Write out exactly what each line says, starting with the first line below and ending on the one with "pub fn new(code: impl".

::: SUPPLIED MATERIAL :::

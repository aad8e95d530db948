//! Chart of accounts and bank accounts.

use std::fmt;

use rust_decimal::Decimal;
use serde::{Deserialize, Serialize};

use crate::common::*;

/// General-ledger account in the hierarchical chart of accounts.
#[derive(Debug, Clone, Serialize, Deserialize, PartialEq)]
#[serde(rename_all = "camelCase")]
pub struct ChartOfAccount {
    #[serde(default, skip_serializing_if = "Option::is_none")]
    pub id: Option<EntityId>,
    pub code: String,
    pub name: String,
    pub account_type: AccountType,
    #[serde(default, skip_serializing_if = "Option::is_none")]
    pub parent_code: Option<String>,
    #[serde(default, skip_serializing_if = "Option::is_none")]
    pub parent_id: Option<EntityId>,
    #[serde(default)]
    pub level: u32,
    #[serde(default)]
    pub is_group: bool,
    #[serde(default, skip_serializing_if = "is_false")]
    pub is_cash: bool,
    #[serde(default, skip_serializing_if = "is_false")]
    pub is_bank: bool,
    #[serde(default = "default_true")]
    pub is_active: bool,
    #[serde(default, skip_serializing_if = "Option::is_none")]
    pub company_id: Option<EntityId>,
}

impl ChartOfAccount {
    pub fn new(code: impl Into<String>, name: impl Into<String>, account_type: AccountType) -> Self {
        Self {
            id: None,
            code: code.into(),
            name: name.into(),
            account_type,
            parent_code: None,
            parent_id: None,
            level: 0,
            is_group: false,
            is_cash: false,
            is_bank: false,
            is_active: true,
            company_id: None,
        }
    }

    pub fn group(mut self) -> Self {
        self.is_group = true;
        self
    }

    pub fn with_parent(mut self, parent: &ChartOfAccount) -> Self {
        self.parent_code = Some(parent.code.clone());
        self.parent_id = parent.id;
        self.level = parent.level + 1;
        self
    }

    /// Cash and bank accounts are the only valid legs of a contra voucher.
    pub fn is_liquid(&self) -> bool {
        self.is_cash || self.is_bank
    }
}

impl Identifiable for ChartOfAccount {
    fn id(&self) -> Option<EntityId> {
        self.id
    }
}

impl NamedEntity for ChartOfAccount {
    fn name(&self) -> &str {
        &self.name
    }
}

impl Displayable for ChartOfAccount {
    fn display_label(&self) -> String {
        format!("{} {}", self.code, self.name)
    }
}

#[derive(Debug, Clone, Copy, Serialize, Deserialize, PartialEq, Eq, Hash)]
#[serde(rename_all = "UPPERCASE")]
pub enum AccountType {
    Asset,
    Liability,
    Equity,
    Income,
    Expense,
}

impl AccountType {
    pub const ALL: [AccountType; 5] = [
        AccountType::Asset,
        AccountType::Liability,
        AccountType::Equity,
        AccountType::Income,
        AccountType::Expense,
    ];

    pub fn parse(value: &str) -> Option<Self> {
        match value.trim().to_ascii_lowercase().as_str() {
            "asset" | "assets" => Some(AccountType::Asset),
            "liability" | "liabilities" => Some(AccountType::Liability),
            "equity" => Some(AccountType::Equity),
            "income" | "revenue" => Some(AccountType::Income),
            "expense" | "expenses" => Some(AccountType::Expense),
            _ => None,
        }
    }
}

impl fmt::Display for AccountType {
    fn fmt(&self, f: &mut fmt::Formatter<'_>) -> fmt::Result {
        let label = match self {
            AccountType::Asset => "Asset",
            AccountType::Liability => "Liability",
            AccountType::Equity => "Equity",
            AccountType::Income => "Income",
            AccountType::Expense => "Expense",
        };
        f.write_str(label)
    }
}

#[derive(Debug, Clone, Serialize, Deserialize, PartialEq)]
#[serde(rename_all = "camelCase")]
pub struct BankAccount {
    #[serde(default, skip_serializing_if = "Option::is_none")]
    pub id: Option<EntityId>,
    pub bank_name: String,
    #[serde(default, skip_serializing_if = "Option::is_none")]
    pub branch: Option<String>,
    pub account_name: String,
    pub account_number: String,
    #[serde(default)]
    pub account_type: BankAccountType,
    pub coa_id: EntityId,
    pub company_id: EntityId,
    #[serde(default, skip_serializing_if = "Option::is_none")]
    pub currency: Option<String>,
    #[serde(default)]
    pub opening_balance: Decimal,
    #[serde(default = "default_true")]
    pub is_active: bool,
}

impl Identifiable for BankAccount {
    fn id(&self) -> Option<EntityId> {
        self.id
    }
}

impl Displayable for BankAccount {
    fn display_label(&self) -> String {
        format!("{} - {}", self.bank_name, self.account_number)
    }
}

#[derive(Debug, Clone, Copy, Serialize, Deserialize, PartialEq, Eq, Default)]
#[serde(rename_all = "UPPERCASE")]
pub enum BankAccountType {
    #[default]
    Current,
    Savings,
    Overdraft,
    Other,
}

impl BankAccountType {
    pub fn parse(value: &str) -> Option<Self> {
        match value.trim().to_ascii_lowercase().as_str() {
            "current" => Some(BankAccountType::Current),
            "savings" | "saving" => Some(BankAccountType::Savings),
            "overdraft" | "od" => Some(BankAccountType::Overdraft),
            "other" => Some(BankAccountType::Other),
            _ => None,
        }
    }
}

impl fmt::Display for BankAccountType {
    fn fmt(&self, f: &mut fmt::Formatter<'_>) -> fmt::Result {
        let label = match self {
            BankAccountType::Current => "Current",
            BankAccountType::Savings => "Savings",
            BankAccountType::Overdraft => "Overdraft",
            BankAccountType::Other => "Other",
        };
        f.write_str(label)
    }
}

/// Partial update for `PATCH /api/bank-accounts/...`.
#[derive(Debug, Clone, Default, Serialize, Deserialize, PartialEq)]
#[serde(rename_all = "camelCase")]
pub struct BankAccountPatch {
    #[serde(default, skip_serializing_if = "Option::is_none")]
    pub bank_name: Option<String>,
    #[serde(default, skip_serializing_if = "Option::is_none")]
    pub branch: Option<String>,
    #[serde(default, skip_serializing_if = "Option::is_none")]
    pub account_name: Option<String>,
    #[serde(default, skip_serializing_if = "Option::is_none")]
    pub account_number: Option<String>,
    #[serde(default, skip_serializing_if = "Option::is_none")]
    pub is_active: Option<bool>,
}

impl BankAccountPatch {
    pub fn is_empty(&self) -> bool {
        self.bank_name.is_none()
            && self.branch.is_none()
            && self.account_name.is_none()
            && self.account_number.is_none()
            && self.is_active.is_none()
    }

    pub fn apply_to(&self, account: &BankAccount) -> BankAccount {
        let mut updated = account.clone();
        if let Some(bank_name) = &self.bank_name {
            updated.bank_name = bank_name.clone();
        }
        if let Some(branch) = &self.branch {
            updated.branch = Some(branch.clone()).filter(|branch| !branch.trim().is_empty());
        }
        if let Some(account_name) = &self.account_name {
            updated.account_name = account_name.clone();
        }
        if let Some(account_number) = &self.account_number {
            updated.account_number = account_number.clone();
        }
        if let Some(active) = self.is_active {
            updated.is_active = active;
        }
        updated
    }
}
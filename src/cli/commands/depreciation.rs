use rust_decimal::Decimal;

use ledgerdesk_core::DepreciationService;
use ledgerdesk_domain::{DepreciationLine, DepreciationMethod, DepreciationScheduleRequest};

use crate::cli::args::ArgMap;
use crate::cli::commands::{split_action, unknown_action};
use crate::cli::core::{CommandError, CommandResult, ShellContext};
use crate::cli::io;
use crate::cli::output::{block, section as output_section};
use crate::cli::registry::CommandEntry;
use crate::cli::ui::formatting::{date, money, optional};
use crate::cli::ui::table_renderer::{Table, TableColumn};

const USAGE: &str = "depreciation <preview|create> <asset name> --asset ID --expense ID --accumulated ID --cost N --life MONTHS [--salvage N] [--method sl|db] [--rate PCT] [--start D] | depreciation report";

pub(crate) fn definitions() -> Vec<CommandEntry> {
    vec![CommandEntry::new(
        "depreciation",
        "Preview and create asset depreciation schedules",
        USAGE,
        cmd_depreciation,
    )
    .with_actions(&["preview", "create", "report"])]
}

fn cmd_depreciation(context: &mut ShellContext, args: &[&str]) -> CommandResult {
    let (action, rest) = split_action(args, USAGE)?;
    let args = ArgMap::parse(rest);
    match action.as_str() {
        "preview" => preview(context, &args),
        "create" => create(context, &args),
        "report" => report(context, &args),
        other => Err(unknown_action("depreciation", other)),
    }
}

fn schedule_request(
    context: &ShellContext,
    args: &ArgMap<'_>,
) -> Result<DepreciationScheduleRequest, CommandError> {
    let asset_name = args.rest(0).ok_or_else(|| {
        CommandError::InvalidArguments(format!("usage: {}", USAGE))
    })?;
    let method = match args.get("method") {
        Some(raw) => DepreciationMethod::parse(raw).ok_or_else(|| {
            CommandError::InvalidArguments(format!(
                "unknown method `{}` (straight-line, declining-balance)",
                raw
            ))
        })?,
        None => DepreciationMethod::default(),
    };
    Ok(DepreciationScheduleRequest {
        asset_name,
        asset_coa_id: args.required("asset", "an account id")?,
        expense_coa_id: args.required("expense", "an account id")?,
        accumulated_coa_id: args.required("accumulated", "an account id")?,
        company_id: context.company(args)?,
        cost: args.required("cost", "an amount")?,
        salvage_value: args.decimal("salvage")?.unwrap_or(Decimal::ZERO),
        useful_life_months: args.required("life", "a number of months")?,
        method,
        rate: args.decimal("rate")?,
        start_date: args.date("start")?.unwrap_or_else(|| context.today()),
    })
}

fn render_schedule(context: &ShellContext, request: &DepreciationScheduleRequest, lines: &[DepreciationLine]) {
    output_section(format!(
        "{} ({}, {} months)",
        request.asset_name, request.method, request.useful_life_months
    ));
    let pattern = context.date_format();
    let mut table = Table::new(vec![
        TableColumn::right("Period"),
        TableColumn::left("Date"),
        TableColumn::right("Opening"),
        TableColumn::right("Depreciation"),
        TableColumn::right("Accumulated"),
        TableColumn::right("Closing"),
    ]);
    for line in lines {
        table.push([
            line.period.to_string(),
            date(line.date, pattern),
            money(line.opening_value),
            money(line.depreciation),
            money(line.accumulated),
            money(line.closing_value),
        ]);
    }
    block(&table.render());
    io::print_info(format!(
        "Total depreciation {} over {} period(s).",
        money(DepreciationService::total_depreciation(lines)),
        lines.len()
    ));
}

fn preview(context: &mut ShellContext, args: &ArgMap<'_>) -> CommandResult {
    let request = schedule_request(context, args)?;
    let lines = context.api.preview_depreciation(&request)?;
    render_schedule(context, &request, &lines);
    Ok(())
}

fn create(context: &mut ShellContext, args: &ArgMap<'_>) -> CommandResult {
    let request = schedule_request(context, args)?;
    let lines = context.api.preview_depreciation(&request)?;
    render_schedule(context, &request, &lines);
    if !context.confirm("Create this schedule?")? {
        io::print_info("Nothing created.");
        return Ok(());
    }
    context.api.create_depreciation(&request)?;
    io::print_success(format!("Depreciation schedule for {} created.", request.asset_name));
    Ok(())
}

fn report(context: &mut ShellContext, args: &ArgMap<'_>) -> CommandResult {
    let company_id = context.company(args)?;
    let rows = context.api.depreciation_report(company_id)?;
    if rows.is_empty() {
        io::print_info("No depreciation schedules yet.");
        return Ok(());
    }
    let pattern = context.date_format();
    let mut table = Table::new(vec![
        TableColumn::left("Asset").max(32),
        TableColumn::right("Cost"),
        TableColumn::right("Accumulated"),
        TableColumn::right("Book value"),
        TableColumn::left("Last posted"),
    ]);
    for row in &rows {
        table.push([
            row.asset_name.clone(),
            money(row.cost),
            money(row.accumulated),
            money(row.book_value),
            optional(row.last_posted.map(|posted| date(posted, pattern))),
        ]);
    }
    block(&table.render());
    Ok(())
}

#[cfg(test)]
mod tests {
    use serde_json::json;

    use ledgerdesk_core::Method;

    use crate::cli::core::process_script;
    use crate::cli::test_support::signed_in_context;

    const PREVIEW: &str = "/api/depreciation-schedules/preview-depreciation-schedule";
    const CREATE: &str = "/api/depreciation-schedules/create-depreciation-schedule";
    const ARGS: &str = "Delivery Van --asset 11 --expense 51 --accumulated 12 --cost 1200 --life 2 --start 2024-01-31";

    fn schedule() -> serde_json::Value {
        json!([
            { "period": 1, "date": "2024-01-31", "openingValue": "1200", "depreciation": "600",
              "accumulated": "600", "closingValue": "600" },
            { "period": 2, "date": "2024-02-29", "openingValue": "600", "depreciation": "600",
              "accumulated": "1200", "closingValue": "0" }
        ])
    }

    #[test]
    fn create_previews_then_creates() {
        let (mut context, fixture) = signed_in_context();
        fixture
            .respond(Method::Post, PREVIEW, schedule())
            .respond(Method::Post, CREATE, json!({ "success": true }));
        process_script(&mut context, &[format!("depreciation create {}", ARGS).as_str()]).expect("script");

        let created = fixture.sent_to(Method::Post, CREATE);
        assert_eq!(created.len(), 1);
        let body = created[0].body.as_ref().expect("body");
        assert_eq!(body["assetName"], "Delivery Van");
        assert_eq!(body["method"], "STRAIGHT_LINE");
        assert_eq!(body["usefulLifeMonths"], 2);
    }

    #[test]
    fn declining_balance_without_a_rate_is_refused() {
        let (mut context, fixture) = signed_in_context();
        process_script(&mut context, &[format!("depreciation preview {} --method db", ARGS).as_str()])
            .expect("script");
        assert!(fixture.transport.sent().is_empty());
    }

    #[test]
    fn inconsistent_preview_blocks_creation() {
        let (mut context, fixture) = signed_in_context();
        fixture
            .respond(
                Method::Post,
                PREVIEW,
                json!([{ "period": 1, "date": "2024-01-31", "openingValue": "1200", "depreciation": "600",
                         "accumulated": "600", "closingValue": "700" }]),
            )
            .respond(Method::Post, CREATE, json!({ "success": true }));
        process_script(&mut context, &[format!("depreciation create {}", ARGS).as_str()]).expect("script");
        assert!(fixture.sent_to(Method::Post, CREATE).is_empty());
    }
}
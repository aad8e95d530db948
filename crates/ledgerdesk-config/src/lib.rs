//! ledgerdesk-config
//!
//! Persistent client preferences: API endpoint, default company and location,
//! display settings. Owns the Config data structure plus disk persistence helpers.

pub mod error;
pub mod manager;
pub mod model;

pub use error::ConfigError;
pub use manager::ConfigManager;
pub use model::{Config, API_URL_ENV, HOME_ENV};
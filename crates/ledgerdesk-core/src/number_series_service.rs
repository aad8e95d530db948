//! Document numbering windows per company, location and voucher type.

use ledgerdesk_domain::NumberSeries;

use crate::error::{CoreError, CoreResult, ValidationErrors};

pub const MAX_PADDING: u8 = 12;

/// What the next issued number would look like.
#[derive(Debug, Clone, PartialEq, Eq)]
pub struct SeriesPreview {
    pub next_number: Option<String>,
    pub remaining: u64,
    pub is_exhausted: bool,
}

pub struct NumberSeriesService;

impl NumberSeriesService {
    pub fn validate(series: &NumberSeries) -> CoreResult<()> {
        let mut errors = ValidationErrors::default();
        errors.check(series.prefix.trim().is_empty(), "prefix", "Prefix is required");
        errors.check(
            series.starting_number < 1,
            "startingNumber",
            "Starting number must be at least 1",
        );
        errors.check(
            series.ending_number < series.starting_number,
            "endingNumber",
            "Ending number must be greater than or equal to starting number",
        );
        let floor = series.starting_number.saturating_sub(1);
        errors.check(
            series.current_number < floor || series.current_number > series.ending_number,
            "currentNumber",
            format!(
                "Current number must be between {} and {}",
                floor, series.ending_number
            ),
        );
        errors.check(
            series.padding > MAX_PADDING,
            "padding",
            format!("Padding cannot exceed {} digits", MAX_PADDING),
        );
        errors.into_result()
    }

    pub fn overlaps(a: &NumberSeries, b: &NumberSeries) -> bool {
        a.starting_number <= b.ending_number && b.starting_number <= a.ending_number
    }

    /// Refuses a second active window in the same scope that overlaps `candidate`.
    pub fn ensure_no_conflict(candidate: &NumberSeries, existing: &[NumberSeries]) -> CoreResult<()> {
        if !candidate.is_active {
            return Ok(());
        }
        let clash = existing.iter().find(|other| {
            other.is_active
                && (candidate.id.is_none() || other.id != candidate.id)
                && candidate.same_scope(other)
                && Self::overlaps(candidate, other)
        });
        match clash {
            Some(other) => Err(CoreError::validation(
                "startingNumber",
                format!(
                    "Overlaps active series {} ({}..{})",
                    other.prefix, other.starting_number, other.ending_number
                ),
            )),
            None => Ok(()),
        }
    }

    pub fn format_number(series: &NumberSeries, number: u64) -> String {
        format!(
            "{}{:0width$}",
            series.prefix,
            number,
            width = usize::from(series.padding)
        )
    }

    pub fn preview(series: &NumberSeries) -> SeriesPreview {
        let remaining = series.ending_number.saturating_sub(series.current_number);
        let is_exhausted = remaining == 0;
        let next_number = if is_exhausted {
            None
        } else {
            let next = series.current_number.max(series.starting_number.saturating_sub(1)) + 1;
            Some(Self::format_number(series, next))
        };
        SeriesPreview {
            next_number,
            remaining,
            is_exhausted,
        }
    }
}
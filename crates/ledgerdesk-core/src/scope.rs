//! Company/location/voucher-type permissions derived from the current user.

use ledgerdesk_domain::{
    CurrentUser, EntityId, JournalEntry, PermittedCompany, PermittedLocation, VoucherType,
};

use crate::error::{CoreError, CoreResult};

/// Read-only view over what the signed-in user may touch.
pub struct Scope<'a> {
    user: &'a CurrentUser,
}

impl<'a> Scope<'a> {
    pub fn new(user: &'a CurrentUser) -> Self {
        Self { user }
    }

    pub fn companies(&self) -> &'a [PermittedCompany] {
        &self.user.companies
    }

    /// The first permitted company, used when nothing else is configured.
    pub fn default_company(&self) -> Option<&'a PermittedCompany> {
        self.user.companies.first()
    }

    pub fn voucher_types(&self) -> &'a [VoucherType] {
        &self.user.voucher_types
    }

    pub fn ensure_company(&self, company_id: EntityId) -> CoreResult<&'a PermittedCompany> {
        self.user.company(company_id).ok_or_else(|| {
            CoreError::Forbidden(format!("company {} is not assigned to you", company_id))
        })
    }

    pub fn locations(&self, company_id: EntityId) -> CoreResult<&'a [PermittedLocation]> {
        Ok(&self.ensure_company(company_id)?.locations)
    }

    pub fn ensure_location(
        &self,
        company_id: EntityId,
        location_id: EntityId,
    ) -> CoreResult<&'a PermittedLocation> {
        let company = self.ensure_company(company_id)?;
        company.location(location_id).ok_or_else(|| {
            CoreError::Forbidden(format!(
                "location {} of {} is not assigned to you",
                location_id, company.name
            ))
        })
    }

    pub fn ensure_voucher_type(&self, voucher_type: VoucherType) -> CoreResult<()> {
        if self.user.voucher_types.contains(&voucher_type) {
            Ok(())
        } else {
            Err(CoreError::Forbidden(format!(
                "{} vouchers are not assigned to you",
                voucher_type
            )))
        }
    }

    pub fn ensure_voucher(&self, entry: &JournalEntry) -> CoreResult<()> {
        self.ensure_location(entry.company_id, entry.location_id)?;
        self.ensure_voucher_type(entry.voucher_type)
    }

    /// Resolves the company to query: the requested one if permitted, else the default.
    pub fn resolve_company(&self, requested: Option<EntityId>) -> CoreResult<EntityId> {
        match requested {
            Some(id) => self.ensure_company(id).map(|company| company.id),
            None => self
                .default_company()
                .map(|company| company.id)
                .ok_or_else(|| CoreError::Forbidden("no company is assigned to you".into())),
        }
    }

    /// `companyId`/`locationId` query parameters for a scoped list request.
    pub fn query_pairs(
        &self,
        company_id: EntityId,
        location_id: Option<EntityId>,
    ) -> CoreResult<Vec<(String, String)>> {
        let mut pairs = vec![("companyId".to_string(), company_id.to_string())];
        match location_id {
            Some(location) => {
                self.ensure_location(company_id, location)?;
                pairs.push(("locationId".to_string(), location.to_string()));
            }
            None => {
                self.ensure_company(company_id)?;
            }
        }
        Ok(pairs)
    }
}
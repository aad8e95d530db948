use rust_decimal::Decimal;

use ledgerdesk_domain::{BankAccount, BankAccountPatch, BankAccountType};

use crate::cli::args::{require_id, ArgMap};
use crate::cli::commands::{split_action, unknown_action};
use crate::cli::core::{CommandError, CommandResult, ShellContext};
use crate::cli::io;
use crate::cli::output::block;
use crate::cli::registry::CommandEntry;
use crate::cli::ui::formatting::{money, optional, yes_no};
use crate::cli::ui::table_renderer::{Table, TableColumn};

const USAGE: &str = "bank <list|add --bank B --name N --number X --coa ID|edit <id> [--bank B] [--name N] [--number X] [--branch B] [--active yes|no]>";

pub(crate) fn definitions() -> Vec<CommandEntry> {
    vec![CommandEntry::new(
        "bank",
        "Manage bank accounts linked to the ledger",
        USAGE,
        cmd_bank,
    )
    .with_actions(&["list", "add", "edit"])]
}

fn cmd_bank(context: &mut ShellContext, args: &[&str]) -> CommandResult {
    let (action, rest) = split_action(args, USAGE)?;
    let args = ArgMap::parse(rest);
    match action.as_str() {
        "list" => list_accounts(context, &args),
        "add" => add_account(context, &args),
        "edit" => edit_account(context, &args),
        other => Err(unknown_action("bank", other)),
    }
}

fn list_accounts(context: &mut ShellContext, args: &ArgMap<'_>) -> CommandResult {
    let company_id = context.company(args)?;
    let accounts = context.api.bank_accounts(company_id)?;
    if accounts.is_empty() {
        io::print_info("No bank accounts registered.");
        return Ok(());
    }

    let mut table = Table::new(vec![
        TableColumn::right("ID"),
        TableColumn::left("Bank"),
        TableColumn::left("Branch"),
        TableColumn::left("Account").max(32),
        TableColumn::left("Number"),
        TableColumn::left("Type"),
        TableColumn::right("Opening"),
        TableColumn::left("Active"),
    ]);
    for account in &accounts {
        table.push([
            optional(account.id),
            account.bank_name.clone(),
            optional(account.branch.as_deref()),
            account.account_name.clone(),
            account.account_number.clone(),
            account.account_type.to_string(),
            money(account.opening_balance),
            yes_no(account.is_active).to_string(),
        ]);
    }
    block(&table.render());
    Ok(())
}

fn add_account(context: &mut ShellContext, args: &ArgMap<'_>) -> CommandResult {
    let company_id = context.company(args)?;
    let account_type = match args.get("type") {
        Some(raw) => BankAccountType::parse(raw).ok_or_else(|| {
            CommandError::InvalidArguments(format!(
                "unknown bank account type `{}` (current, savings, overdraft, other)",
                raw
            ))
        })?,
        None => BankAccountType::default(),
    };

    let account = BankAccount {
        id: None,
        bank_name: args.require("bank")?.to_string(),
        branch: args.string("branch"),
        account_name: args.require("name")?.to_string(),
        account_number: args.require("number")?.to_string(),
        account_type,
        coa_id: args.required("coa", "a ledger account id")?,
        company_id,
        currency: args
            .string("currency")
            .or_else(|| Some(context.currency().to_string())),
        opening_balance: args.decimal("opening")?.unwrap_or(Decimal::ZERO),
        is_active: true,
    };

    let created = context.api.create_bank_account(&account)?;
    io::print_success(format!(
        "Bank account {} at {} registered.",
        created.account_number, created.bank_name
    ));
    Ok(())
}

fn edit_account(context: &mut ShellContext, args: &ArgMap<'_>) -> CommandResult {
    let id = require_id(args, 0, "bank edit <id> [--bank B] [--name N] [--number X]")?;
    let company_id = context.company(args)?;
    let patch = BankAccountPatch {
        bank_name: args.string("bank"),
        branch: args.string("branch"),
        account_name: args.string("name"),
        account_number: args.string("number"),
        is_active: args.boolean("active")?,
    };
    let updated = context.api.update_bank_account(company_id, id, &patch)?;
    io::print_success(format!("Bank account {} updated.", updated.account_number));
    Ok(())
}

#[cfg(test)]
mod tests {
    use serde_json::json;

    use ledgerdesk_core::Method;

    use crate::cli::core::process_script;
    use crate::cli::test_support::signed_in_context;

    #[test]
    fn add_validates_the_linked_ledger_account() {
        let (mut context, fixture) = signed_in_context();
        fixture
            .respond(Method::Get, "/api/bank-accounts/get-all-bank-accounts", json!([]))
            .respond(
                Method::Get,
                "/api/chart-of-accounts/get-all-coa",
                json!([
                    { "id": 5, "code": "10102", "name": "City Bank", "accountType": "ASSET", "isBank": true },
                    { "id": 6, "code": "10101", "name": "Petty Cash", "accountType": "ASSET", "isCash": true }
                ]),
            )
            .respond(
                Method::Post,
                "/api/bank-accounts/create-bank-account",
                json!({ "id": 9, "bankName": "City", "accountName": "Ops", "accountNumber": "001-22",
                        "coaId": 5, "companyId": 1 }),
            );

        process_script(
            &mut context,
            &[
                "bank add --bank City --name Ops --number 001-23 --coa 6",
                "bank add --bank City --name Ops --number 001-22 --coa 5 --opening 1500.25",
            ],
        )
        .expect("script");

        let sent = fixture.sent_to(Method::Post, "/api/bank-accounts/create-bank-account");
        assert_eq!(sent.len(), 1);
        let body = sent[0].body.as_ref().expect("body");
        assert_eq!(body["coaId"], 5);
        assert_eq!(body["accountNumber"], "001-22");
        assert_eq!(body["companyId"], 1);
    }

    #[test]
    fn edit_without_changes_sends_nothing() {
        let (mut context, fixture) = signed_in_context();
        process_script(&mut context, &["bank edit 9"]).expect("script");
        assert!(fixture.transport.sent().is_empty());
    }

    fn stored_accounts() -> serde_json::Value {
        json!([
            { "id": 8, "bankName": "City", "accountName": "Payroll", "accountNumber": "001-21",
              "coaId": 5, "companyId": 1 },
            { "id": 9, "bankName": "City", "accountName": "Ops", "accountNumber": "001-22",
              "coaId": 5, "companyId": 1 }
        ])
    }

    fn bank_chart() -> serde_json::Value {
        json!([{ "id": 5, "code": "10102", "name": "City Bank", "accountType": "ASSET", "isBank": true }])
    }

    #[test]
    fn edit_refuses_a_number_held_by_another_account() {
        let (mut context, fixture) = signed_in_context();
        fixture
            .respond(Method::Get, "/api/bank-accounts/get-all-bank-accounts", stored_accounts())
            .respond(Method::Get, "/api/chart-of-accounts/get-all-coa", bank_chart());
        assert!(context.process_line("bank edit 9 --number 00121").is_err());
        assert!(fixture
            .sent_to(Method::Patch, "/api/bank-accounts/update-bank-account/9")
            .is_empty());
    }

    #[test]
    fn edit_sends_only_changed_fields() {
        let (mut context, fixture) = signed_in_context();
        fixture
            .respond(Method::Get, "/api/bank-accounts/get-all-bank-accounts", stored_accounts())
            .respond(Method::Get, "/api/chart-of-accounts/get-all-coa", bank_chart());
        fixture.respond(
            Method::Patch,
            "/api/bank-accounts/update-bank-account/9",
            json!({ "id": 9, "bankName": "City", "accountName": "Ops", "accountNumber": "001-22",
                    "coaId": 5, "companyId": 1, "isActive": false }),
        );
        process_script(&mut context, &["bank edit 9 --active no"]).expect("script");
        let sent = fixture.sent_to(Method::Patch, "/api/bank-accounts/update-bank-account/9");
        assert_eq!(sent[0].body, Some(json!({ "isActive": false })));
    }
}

:::

### OUTPUT
repository aad8e95d530db948
//! Chart of accounts and bank accounts.

use std::fmt;

use rust_decimal::Decimal;
use serde::{Deserialize, Serialize};

use crate::common::*;

/// General-ledger account in the hierarchical chart of accounts.
#[derive(Debug, Clone, Serialize, Deserialize, PartialEq)]
#[serde(rename_all = "camelCase")]
pub struct ChartOfAccount {
    #[serde(default, skip_serializing_if = "Option::is_none")]
    pub id: Option<EntityId>,
    pub code: String,
    pub name: String,
    pub account_type: AccountType,
    #[serde(default, skip_serializing_if = "Option::is_none")]
    pub parent_code: Option<String>,
    #[serde(default, skip_serializing_if = "Option::is_none")]
    pub parent_id: Option<EntityId>,
    #[serde(default)]
    pub level: u32,
    #[serde(default)]
    pub is_group: bool,
    #[serde(default, skip_serializing_if = "is_false")]
    pub is_cash: bool,
    #[serde(default, skip_serializing_if = "is_false")]
    pub is_bank: bool,
    #[serde(default = "default_true")]
    pub is_active: bool,
    #[serde(default, skip_serializing_if = "Option::is_none")]
    pub company_id: Option<EntityId>,
}

impl ChartOfAccount {
    pub fn new(code: impl Into<String>, name: impl Into<String>, account_type: AccountType) -> Self {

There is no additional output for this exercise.